▶ _EXERCISE OBJECTIVE_: Give the number of lines in the records below that contain the word "push". State only that number.
────────────────────
//! Travel-time matrix cache: typed columns, the binary codec and the
//! keyed on-disk store.

pub mod codec;
pub mod column;
pub mod matrix_cache;
pub mod travel_time_matrix;

pub use column::{CachedMatrix, Column, ColumnScalar, ColumnType};
pub use matrix_cache::{CACHE_FILE_EXTENSION, CacheKey, MatrixCache};
pub use travel_time_matrix::{BulkProvenance, TravelTimeMatrix};
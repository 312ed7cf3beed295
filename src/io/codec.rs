//! Compressed columnar binary encoding for [`CachedMatrix`].
//!
//! Format (all fixed-width integers little-endian):
//!
//! ```text
//! [magic:4 "TTMC"][version:1][columns:u32]
//! per column, in name order:
//!   [name_len:u16][name:utf8][type:u8][rows:u64][payload_len:u64][payload]
//! ```
//!
//! Payloads:
//! - `int`   : delta from the previous value, zigzag, LEB128 varint
//! - `float` : bit pattern XOR previous bit pattern, bit-reversed, varint
//! - `str`   : varint byte length + UTF-8 bytes per row
//!
//! Sorted grid ids and integer-valued travel times shrink to one or two
//! bytes per row.

use bytes::{Buf, BufMut, BytesMut};

use crate::heatmap_error::HeatmapError;
use crate::io::column::{CachedMatrix, Column, ColumnType};

pub const MAGIC: [u8; 4] = *b"TTMC";
/// Bump when the layout or semantics change in incompatible ways.
pub const FORMAT_VERSION: u8 = 1;

fn format_err(msg: impl Into<String>) -> HeatmapError {
    HeatmapError::CacheFormat(msg.into())
}

#[inline]
fn zigzag(v: i64) -> u64 {
    ((v << 1) ^ (v >> 63)) as u64
}

#[inline]
fn unzigzag(u: u64) -> i64 {
    ((u >> 1) as i64) ^ -((u & 1) as i64)
}

fn put_varint(buf: &mut BytesMut, mut v: u64) {
    while v >= 0x80 {
        buf.put_u8((v as u8) | 0x80);
        v >>= 7;
    }
    buf.put_u8(v as u8);
}

fn get_varint(buf: &mut &[u8]) -> Result<u64, HeatmapError> {
    let mut out = 0u64;
    let mut shift = 0u32;
    loop {
        if !buf.has_remaining() {
            return Err(format_err("truncated varint"));
        }
        let byte = buf.get_u8();
        if shift == 63 && byte > 1 {
            return Err(format_err("varint overflows u64"));
        }
        out |= u64::from(byte & 0x7f) << shift;
        if byte & 0x80 == 0 {
            return Ok(out);
        }
        shift += 7;
        if shift > 63 {
            return Err(format_err("varint overflows u64"));
        }
    }
}

fn need(buf: &[u8], n: usize, what: &str) -> Result<(), HeatmapError> {
    if buf.remaining() < n {
        return Err(format_err(format!(
            "truncated {what}: need {n} bytes, {} left",
            buf.remaining()
        )));
    }
    Ok(())
}

fn encode_payload(column: &Column, out: &mut BytesMut) {
    match column {
        Column::Int(values) => {
            let mut prev = 0i64;
            for &v in values {
                put_varint(out, zigzag(v.wrapping_sub(prev)));
                prev = v;
            }
        }
        Column::Float(values) => {
            let mut prev = 0u64;
            for &v in values {
                let bits = v.to_bits();
                put_varint(out, (bits ^ prev).reverse_bits());
                prev = bits;
            }
        }
        Column::Str(values) => {
            for s in values {
                put_varint(out, s.len() as u64);
                out.put_slice(s.as_bytes());
            }
        }
    }
}

fn decode_payload(ty: ColumnType, rows: usize, mut payload: &[u8]) -> Result<Column, HeatmapError> {
    // every row takes at least one byte
    if rows > payload.len() {
        return Err(format_err(format!(
            "{rows} rows cannot fit in {} payload bytes",
            payload.len()
        )));
    }
    let column = match ty {
        ColumnType::Int => {
            let mut values = Vec::with_capacity(rows);
            let mut prev = 0i64;
            for _ in 0..rows {
                prev = prev.wrapping_add(unzigzag(get_varint(&mut payload)?));
                values.push(prev);
            }
            Column::Int(values)
        }
        ColumnType::Float => {
            let mut values = Vec::with_capacity(rows);
            let mut prev = 0u64;
            for _ in 0..rows {
                prev ^= get_varint(&mut payload)?.reverse_bits();
                values.push(f64::from_bits(prev));
            }
            Column::Float(values)
        }
        ColumnType::Str => {
            let mut values = Vec::with_capacity(rows);
            for _ in 0..rows {
                let len = usize::try_from(get_varint(&mut payload)?)
                    .map_err(|_| format_err("string length overflows usize"))?;
                need(payload, len, "string")?;
                let text = std::str::from_utf8(&payload[..len])
                    .map_err(|e| format_err(format!("invalid utf-8 in string column: {e}")))?;
                values.push(text.to_owned());
                payload.advance(len);
            }
            Column::Str(values)
        }
    };
    if payload.has_remaining() {
        return Err(format_err(format!(
            "{} trailing bytes in column payload",
            payload.remaining()
        )));
    }
    Ok(column)
}

/// Encode `matrix` into the cache file format.
pub fn encode(matrix: &CachedMatrix) -> Result<Vec<u8>, HeatmapError> {
    let mut out = BytesMut::with_capacity(16 + matrix.rows().unwrap_or(0) * matrix.len() * 2);
    out.put_slice(&MAGIC);
    out.put_u8(FORMAT_VERSION);
    out.put_u32_le(matrix.len() as u32);

    let mut payload = BytesMut::new();
    for (name, column) in matrix.iter() {
        let name_len = u16::try_from(name.len())
            .map_err(|_| format_err(format!("column name too long: {} bytes", name.len())))?;
        payload.clear();
        encode_payload(column, &mut payload);

        out.put_u16_le(name_len);
        out.put_slice(name.as_bytes());
        out.put_u8(column.column_type().tag());
        out.put_u64_le(column.len() as u64);
        out.put_u64_le(payload.len() as u64);
        out.put_slice(&payload);
    }
    Ok(out.to_vec())
}

/// Decode a cache file produced by [`encode`].
pub fn decode(mut buf: &[u8]) -> Result<CachedMatrix, HeatmapError> {
    need(buf, MAGIC.len() + 1 + 4, "header")?;
    if buf[..MAGIC.len()] != MAGIC {
        return Err(format_err("bad magic"));
    }
    buf.advance(MAGIC.len());
    let version = buf.get_u8();
    if version != FORMAT_VERSION {
        return Err(format_err(format!(
            "unsupported format version {version}, expected {FORMAT_VERSION}"
        )));
    }
    let n_columns = buf.get_u32_le();

    let mut matrix = CachedMatrix::new();
    for _ in 0..n_columns {
        need(buf, 2, "column name length")?;
        let name_len = buf.get_u16_le() as usize;
        need(buf, name_len, "column name")?;
        let name = std::str::from_utf8(&buf[..name_len])
            .map_err(|e| format_err(format!("invalid utf-8 in column name: {e}")))?
            .to_owned();
        buf.advance(name_len);

        need(buf, 1 + 8 + 8, "column header")?;
        let tag = buf.get_u8();
        let ty = ColumnType::from_tag(tag)
            .ok_or_else(|| format_err(format!("unknown column type tag {tag} for `{name}`")))?;
        let rows = usize::try_from(buf.get_u64_le())
            .map_err(|_| format_err("row count overflows usize"))?;
        let payload_len = usize::try_from(buf.get_u64_le())
            .map_err(|_| format_err("payload length overflows usize"))?;
        need(buf, payload_len, "column payload")?;

        let column = decode_payload(ty, rows, &buf[..payload_len])?;
        buf.advance(payload_len);
        matrix.try_insert(name, column)?;
    }
    if buf.has_remaining() {
        return Err(format_err(format!("{} trailing bytes", buf.remaining())));
    }
    Ok(matrix)
}
// src/log.rs
use std::fs::OpenOptions;
use std::io::Write;
use std::sync::{Mutex, OnceLock};
use std::time::Instant;

static LOG_FILE: &str = "skillstats.log";
static LOG_LOCK: Mutex<()> = Mutex::new(());
static START: OnceLock<Instant> = OnceLock::new();

fn start() -> Instant {
    *START.get_or_init(Instant::now)
}

fn fmt_elapsed(ms: u128) -> String {
    let total_ms = ms as u64;
    let h = total_ms / 3_600_000;
    let m = (total_ms % 3_600_000) / 60_000;
    let s = (total_ms % 60_000) / 1_000;
    let ms = total_ms % 1_000;
    format!("{h:02}:{m:02}:{s:02}.{ms:03}")
}

/// Internal logging function
pub fn write_log(level: &str, msg: &str) {
    let elapsed = fmt_elapsed(start().elapsed().as_millis());
    let line = format!("[{elapsed}][{level}] {msg}\n");

    if let Ok(_guard) = LOG_LOCK.lock() {
        if let Ok(mut file) = OpenOptions::new()
            .create(true)
            .append(true)
            .open(LOG_FILE)
        {
            let _ = file.write_all(line.as_bytes());
        }
    }
}

/// Info-level logging
#[macro_export]
macro_rules! logf {
    ($($arg:tt)*) => {
        $crate::log::write_log("INFO", &format!($($arg)*))
    };
}

/// Error-level logging
#[macro_export]
macro_rules! loge {
    ($($arg:tt)*) => {
        $crate::log::write_log("ERROR", &format!($($arg)*))
    };
}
────────────────────
▶ _ANSWER SPACE_: 3